Here, the power to imagine new worlds emerges as Europe’s salvific force, countering globalism. By envisioning alternatives, as in “do-it-yourself” movements that preserve folk arts amid globalization, Europeans can invert materialist tides. This manifests spatially: small towns, with their close-knit rhythms and short commutes, nurture traditional faith and ethnic cultures, fostering bonds where love supplants money’s isolation.
Big cities, while vibrant, often breed anonymity and overwork. Their diversity—though financially enriching—risks dilution of rooted identities into superficial multiculturalism.
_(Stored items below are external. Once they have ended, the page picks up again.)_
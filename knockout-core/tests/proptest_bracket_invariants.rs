//! Property-based invariant tests for bracket construction and play.
//!
//! 1. Shape: rounds = log2(size), matches = size - 1, byes = size - n.
//! 2. Round sizes halve down to a single final.
//! 3. Status refresh is idempotent.
//! 4. Bye propagation halts within the match count.
//! 5. Playing out the ready queue always produces a champion.
//! 6. Rejected winners leave the bracket unchanged.
//! 7. set_winner followed by clear_winner is a no-op.
//! 8. Snapshots reload to an equal bracket.

use knockout_core::{snapshot, Bracket, MatchStatus, PlayerId, Resolved};
use proptest::prelude::*;

// ── Helpers ─────────────────────────────────────────────────────────────

fn roster(n: usize) -> Vec<PlayerId> {
    (0..n as u64).map(|i| PlayerId(100 + i)).collect()
}

fn roster_strategy() -> impl Strategy<Value = Vec<PlayerId>> {
    (2usize..=40).prop_map(roster)
}

/// Play ready matches, choosing sides from `picks`, until nothing is ready
fn play_out(bracket: &mut Bracket, picks: &[bool]) {
    let mut turn = 0;
    while let Some(pairing) = bracket.ready_pairings().first().copied() {
        let left_wins = picks.get(turn % picks.len().max(1)).copied().unwrap_or(true);
        let winner = if left_wins { pairing.left } else { pairing.right };
        bracket.set_winner(pairing.match_id, winner).unwrap();
        turn += 1;
    }
}

// ═════════════════════════════════════════════════════════════════════════
// 1. Shape
// ═════════════════════════════════════════════════════════════════════════

#[test]
fn shape_for_listed_sizes() {
    for n in 2..=8 {
        let bracket = Bracket::build(&roster(n)).unwrap();
        let size = n.next_power_of_two();
        assert_eq!(bracket.round_count(), size.trailing_zeros() as usize);
        assert_eq!(bracket.match_count(), size - 1);
        assert_eq!(bracket.bye_count(), size - n);
    }
}

proptest! {
    #[test]
    fn shape_matches_next_power_of_two(players in roster_strategy()) {
        let bracket = Bracket::build(&players).unwrap();
        let size = players.len().next_power_of_two();
        prop_assert_eq!(bracket.size(), size);
        prop_assert_eq!(bracket.round_count(), size.trailing_zeros() as usize);
        prop_assert_eq!(bracket.match_count(), size - 1);
        prop_assert_eq!(bracket.bye_count(), size - players.len());
    }
}

// ═════════════════════════════════════════════════════════════════════════
// 2. Round sizes halve
// ═════════════════════════════════════════════════════════════════════════

proptest! {
    #[test]
    fn round_sizes_halve(players in roster_strategy()) {
        let bracket = Bracket::build(&players).unwrap();
        let rounds = bracket.rounds();
        prop_assert_eq!(rounds[0].len(), bracket.size() / 2);
        for pair in rounds.windows(2) {
            prop_assert_eq!(pair[1].len() * 2, pair[0].len());
        }
        prop_assert_eq!(rounds.last().map(Vec::len), Some(1));
        prop_assert!(bracket.validate().is_ok());
    }
}

// ═════════════════════════════════════════════════════════════════════════
// 3. Idempotent refresh
// ═════════════════════════════════════════════════════════════════════════

proptest! {
    #[test]
    fn refresh_is_idempotent(players in roster_strategy(), picks in prop::collection::vec(any::<bool>(), 1..8)) {
        let mut bracket = Bracket::build(&players).unwrap();
        if let Some(pairing) = bracket.ready_pairings().first().copied() {
            let winner = if picks[0] { pairing.left } else { pairing.right };
            bracket.set_winner(pairing.match_id, winner).unwrap();
        }
        bracket.refresh_statuses();
        let once = bracket.clone();
        bracket.refresh_statuses();
        prop_assert_eq!(bracket, once);
    }
}

// ═════════════════════════════════════════════════════════════════════════
// 4. Fixpoint termination
// ═════════════════════════════════════════════════════════════════════════

proptest! {
    #[test]
    fn bye_propagation_terminates(players in roster_strategy()) {
        let mut bracket = Bracket::build(&players).unwrap();
        let passes = bracket.advance_byes();
        prop_assert!(passes >= 1);
        prop_assert!(passes <= bracket.match_count());
    }
}

// ═════════════════════════════════════════════════════════════════════════
// 5. Play-out reaches a champion
// ═════════════════════════════════════════════════════════════════════════

proptest! {
    #[test]
    fn play_out_produces_champion(players in roster_strategy(), picks in prop::collection::vec(any::<bool>(), 1..16)) {
        let mut bracket = Bracket::build(&players).unwrap();
        play_out(&mut bracket, &picks);

        prop_assert!(bracket.is_complete());
        let champion = bracket.champion().unwrap();
        prop_assert!(players.contains(&champion));
        prop_assert!(bracket.matches().all(|m| m.status == MatchStatus::Completed));

        // Every recorded winner is one of that match's resolved opponents
        for m in bracket.matches() {
            if let Some(winner) = m.winner {
                let (left, right) = bracket.resolve_sides(m);
                prop_assert!(left == Resolved::Player(winner) || right == Resolved::Player(winner));
            }
        }
    }
}

// ═════════════════════════════════════════════════════════════════════════
// 6. Rejected winners are no-ops
// ═════════════════════════════════════════════════════════════════════════

proptest! {
    #[test]
    fn invalid_winner_leaves_bracket_unchanged(players in roster_strategy()) {
        let mut bracket = Bracket::build(&players).unwrap();
        let before = serde_json::to_string(&bracket).unwrap();
        let outsider = PlayerId(1);

        for id in bracket.matches().map(|m| m.id).collect::<Vec<_>>() {
            prop_assert!(bracket.set_winner(id, outsider).is_err());
        }
        prop_assert_eq!(serde_json::to_string(&bracket).unwrap(), before);
    }
}

// ═════════════════════════════════════════════════════════════════════════
// 7. Set then clear
// ═════════════════════════════════════════════════════════════════════════

proptest! {
    #[test]
    fn set_then_clear_round_trips(players in roster_strategy(), picks in prop::collection::vec(any::<bool>(), 1..16), steps in 0usize..8) {
        let mut bracket = Bracket::build(&players).unwrap();

        // Advance a few matches first so later rounds are in play
        for step in 0..steps {
            let Some(pairing) = bracket.ready_pairings().first().copied() else { break };
            let winner = if picks[step % picks.len()] { pairing.left } else { pairing.right };
            bracket.set_winner(pairing.match_id, winner).unwrap();
        }

        if let Some(pairing) = bracket.ready_pairings().last().copied() {
            let before = bracket.clone();
            bracket.set_winner(pairing.match_id, pairing.right).unwrap();
            bracket.clear_winner(pairing.match_id).unwrap();
            prop_assert_eq!(bracket, before);
        }
    }
}

// ═════════════════════════════════════════════════════════════════════════
// 8. Snapshot reload
// ═════════════════════════════════════════════════════════════════════════

proptest! {
    #[test]
    fn snapshot_reload_is_equal(players in roster_strategy(), picks in prop::collection::vec(any::<bool>(), 1..16), steps in 0usize..12) {
        let mut bracket = Bracket::build(&players).unwrap();
        for step in 0..steps {
            let Some(pairing) = bracket.ready_pairings().first().copied() else { break };
            let winner = if picks[step % picks.len()] { pairing.left } else { pairing.right };
            bracket.set_winner(pairing.match_id, winner).unwrap();
        }
        if let Some(pairing) = bracket.ready_pairings().first().copied() {
            bracket.mark_in_progress(pairing.match_id).unwrap();
        }

        let json = snapshot::to_json(&bracket).unwrap();
        let reloaded = snapshot::from_json(&json).unwrap();
        prop_assert_eq!(reloaded, bracket);
    }
}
Proponents of traditionalism argue that ethnic homogeneity in rural enclaves sustains cultural continuity, from festivals to dialects, warding off globalism’s “extractive capitalism”.
Europe’s small towns could spearhead a return to tradition with policies prioritizing agrarian self-sufficiency over urban sprawl, faith-based economies valuing stewardship over GDP, and narratives celebrating ethnic tapestries over diversity’s race to the bottom.
Love, as communal ethos, trumps money’s alienation.
Conclusion
It’s time for European to put their most imaginative people back in charge of geopolitcal policy, though our goals will also have to change. No longer will citizens be the sensory slaves of global Marxism. People will have to be reawakened to live more internally validating lives.
This can be achieved by offering people a return to religion. In a religious setting, the community practices its ability to imagine together. Through communal imagination of divine spheres, we then begin to transform our world.
The end of mechanical consumer-globalism is near. It’s to imagine better.